New chances for the food industry
The Fidesz government promises to create better positions for Hungarian food products and already established a parliamentary committee that will examine the privatisation of the sugar industry and the country’s position in the EU’s sugar reform.
The next step could be examining the complete food industry privatisation, a plan for which has already been made. At the May meeting of ÉFOSZ (Federation of Hungarian Food Industries) news broke that the performance of the domestic food industry kept declining in 2010, by 0.4 percent. This negative trend could only be stopped if tax and administrative burdens would be reduced and a long-term strategy would be established on government level.
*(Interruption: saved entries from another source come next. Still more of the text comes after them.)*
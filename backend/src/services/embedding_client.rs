//! Embedding service client.
//!
//! The service exposes two endpoints backed by two different models: a
//! multilingual retrieval model and a multilingual paraphrase model. The
//! two vector spaces are not interchangeable; callers pick the endpoint
//! matching the index they feed.

use std::time::Duration;

use async_trait::async_trait;
use reqwest::Client;
use serde::{Deserialize, Serialize};

use crate::config::EmbeddingConfig;
use crate::utils::{AppError, AppResult};

/// Expected vector width from both endpoints.
pub const EMBEDDING_DIM: usize = 768;

#[async_trait]
pub trait EmbeddingProvider: Send + Sync {
    async fn embed_retrieval(&self, title: &str, content: &str) -> AppResult<Vec<f32>>;
    async fn embed_paraphrase(&self, title: &str, content: &str) -> AppResult<Vec<f32>>;
}

#[derive(Debug, Serialize)]
struct EmbedRequest<'a> {
    title: &'a str,
    content: &'a str,
}

#[derive(Debug, Deserialize)]
struct EmbedResponse {
    status: String,
    #[serde(default)]
    vector: Vec<f32>,
}

pub struct HttpEmbeddingClient {
    client: Client,
    base_url: String,
}

impl HttpEmbeddingClient {
    pub fn new(config: &EmbeddingConfig) -> Self {
        let client = Client::builder()
            .timeout(Duration::from_secs(config.request_timeout_secs))
            .build()
            .unwrap_or_default();
        Self { client, base_url: config.base_url.trim_end_matches('/').to_string() }
    }

    async fn embed(&self, endpoint: &str, title: &str, content: &str) -> AppResult<Vec<f32>> {
        let url = format!("{}/{}", self.base_url, endpoint);
        let response = self
            .client
            .post(&url)
            .json(&EmbedRequest { title, content })
            .send()
            .await
            .map_err(|e| AppError::embedding_unavailable(e.to_string()))?;

        if !response.status().is_success() {
            return Err(AppError::embedding_unavailable(format!(
                "embedding endpoint {} returned HTTP {}",
                endpoint,
                response.status()
            )));
        }

        let body: EmbedResponse = response
            .json()
            .await
            .map_err(|e| AppError::embedding_unavailable(e.to_string()))?;

        if body.status != "ok" {
            return Err(AppError::embedding_unavailable(format!(
                "embedding endpoint {} returned status '{}'",
                endpoint, body.status
            )));
        }
        if body.vector.len() != EMBEDDING_DIM {
            return Err(AppError::embedding_unavailable(format!(
                "embedding endpoint {} returned {} dimensions, expected {}",
                endpoint,
                body.vector.len(),
                EMBEDDING_DIM
            )));
        }

        Ok(body.vector)
    }
}

#[async_trait]
impl EmbeddingProvider for HttpEmbeddingClient {
    async fn embed_retrieval(&self, title: &str, content: &str) -> AppResult<Vec<f32>> {
        self.embed("embed/retrieval", title, content).await
    }

    async fn embed_paraphrase(&self, title: &str, content: &str) -> AppResult<Vec<f32>> {
        self.embed("embed/paraphrase", title, content).await
    }
}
ÉFOSZ already compiled a list of suggestions for the government one year ago about how to improve the competitiveness of the Hungarian food industry. Although the government reduced the administrative burdens of enterprises in the last 12 months, the food industry suffered from growing raw material and energy prices and from very high, 25-percent VAT. As regards the food processing sector, the issue of further extra taxes emerge from time to time, but politicians seem to have realised that the food industry is a strategic element of national economy, a sector where Hungary could pull ahead. Actors in the food sector support the government’s goal of the country’s food self-sustainment. In order to achieve this and to fight back food export, the concept should give more emphasis to modern food processing companies, alongside small, local enterprises that are also capable of preserving traditional values.